The cops were furious and some
By Kevin Cullen
The Boston Globe
May 8, 2008
Some years ago, when Toni Locy was a reporter for this newspaper, she wrote stories documenting that some members of the Boston Police Department weren't doing their jobs very well.
The cops were furious and some put a picket line up outside the Globe. In our business, that's a compliment. And for all their huffing and puffing, the department ended up adopting reforms that Locy suggested were needed.
Locy was always a good, tough-nosed journalist, always in high heels and high spirits. She is now in danger of becoming a very broke and incarcerated journalist. A federal judge in Washington, D.C., named Reggie Walton wants to bankrupt her and throw her in jail because she won't give up her sources.
Now, I realize that newspaper reporters are about as popular with the general public as the tax man. But that doesn't make what Reggie Walton wants to do to Toni Locy right, and there's plenty that makes it wrong and downright scary.
In 2003, Locy's editors at USA Today, where she was then working, asked her to do an update on Stephen Hatfill, a former Army scientist and expert on germ warfare who had been identified by US Attorney General John Ashcroft as a "person of interest" in the FBI investigation of the 2001 anthrax attacks that left five people dead.
Her story, which quoted unnamed government officials, was not the first written about Hatfill. It ran inside the paper.
Hatfill sued the Justice Department, saying government leaks had ruined his reputation.
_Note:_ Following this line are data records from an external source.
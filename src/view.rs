// Memoized filter-then-sort pipeline that produces the list actually displayed

use std::sync::Arc;

use tracing::trace;

use crate::{filter::filter_hotels, hotel::FilterState, hotel::HotelRecord, sort::sort_hotels};

// `sort(filter(hotels, filters), sort_key)`, recomputed only when one of
// the three inputs differs by value from the previous call.
#[derive(Debug, Default)]
pub struct DerivedView {
    cached: Option<CachedView>,
    recomputations: usize,
}

#[derive(Debug)]
struct CachedView {
    hotels: Arc<Vec<HotelRecord>>,
    filters: FilterState,
    sort_key: String,
    output: Arc<Vec<HotelRecord>>,
}

impl CachedView {
    fn is_for(&self, hotels: &Arc<Vec<HotelRecord>>, filters: &FilterState, sort_key: &str) -> bool {
        // pointer check first, the list is usually the same allocation
        let same_hotels = Arc::ptr_eq(&self.hotels, hotels) || self.hotels == *hotels;
        same_hotels && self.filters == *filters && self.sort_key == sort_key
    }
}

impl DerivedView {
    pub fn new() -> Self {
        Self::default()
    }

    pub fn get(
        &mut self,
        hotels: &Arc<Vec<HotelRecord>>,
        filters: &FilterState,
        sort_key: &str,
    ) -> Arc<Vec<HotelRecord>> {
        if let Some(cached) = &self.cached {
            if cached.is_for(hotels, filters, sort_key) {
                return cached.output.clone();
            }
        }

        let output = Arc::new(derive(hotels, filters, sort_key));
        self.recomputations += 1;
        trace!(
            input = hotels.len(),
            output = output.len(),
            sort_key,
            "derived view recomputed"
        );

        self.cached = Some(CachedView {
            hotels: hotels.clone(),
            filters: filters.clone(),
            sort_key: sort_key.to_string(),
            output: output.clone(),
        });

        output
    }

    pub fn recomputations(&self) -> usize {
        self.recomputations
    }
}

// The unmemoized pipeline: always filter first, then sort.
pub fn derive(hotels: &[HotelRecord], filters: &FilterState, sort_key: &str) -> Vec<HotelRecord> {
    sort_hotels(&filter_hotels(hotels, filters), sort_key)
}

#[cfg(test)]
mod tests {
    use super::*;
    use crate::sample::sample_hotels;

    fn seattle_filters() -> FilterState {
        let mut filters = FilterState::default();
        filters.price_range = 150.0..=250.0;
        filters.star_ratings.insert(4);
        filters.guest_rating = 8.0..=10.0;
        filters.min_reviews = 900;
        filters
    }

    #[test]
    fn test_filter_then_sort() {
        let hotels = sample_hotels();
        let view = derive(&hotels, &seattle_filters(), "rating-desc");

        let names: Vec<&str> = view.iter().map(|h| h.name.as_str()).collect();
        assert_eq!(
            names,
            vec![
                "Kimpton Hotel Monaco",
                "The Edgewater Hotel",
                "The Westin Seattle",
                "Warwick Seattle",
            ]
        );
    }

    #[test]
    fn test_memoized_on_unchanged_inputs() {
        let hotels = Arc::new(sample_hotels());
        let filters = seattle_filters();
        let mut view = DerivedView::new();

        let first = view.get(&hotels, &filters, "price-asc");
        let second = view.get(&hotels, &filters.clone(), "price-asc");
        assert!(Arc::ptr_eq(&first, &second));
        assert_eq!(view.recomputations(), 1);

        // a structurally equal list in a fresh allocation is still a hit
        let copy = Arc::new(sample_hotels());
        let third = view.get(&copy, &filters, "price-asc");
        assert!(Arc::ptr_eq(&first, &third));
        assert_eq!(view.recomputations(), 1);
    }

    #[test]
    fn test_recomputes_when_any_input_changes() {
        let hotels = Arc::new(sample_hotels());
        let mut filters = seattle_filters();
        let mut view = DerivedView::new();

        view.get(&hotels, &filters, "price-asc");
        view.get(&hotels, &filters, "name-asc");
        assert_eq!(view.recomputations(), 2);

        filters.search_query = "avenue".to_string();
        let narrowed = view.get(&hotels, &filters, "name-asc");
        assert_eq!(view.recomputations(), 3);
        assert_eq!(narrowed.len(), 2);

        let mut fewer = sample_hotels();
        fewer.truncate(2);
        let fewer = Arc::new(fewer);
        view.get(&fewer, &filters, "name-asc");
        assert_eq!(view.recomputations(), 4);
    }
}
Walton ordered Locy to identify her sources or pay fines of up to $5,000 a day. He ordered that nobody else can help her pay - not USA Today, not her family or friends, nobody.
Locy spent 25 years as a reporter, which means she has no money. She is now a journalism professor, which means she has less.
She was working at the Daily News in Philadelphia years ago when she heard that Nicky Scarfo was organizing a fund-raiser for his defense fund. Little Nicky was under indictment because he ran the local franchise of a fraternal organization known as the Mafia. Little Nicky had hired a Frank Sinatra impersonator to sing at the fund-raiser, which was a beautiful thing, but he had to call it off after Locy put his plans in the paper.
"Nicky Scarfo can have a defense fund," Locy said. "Scooter Libby can have a defense fund. But I can't have a defense fund."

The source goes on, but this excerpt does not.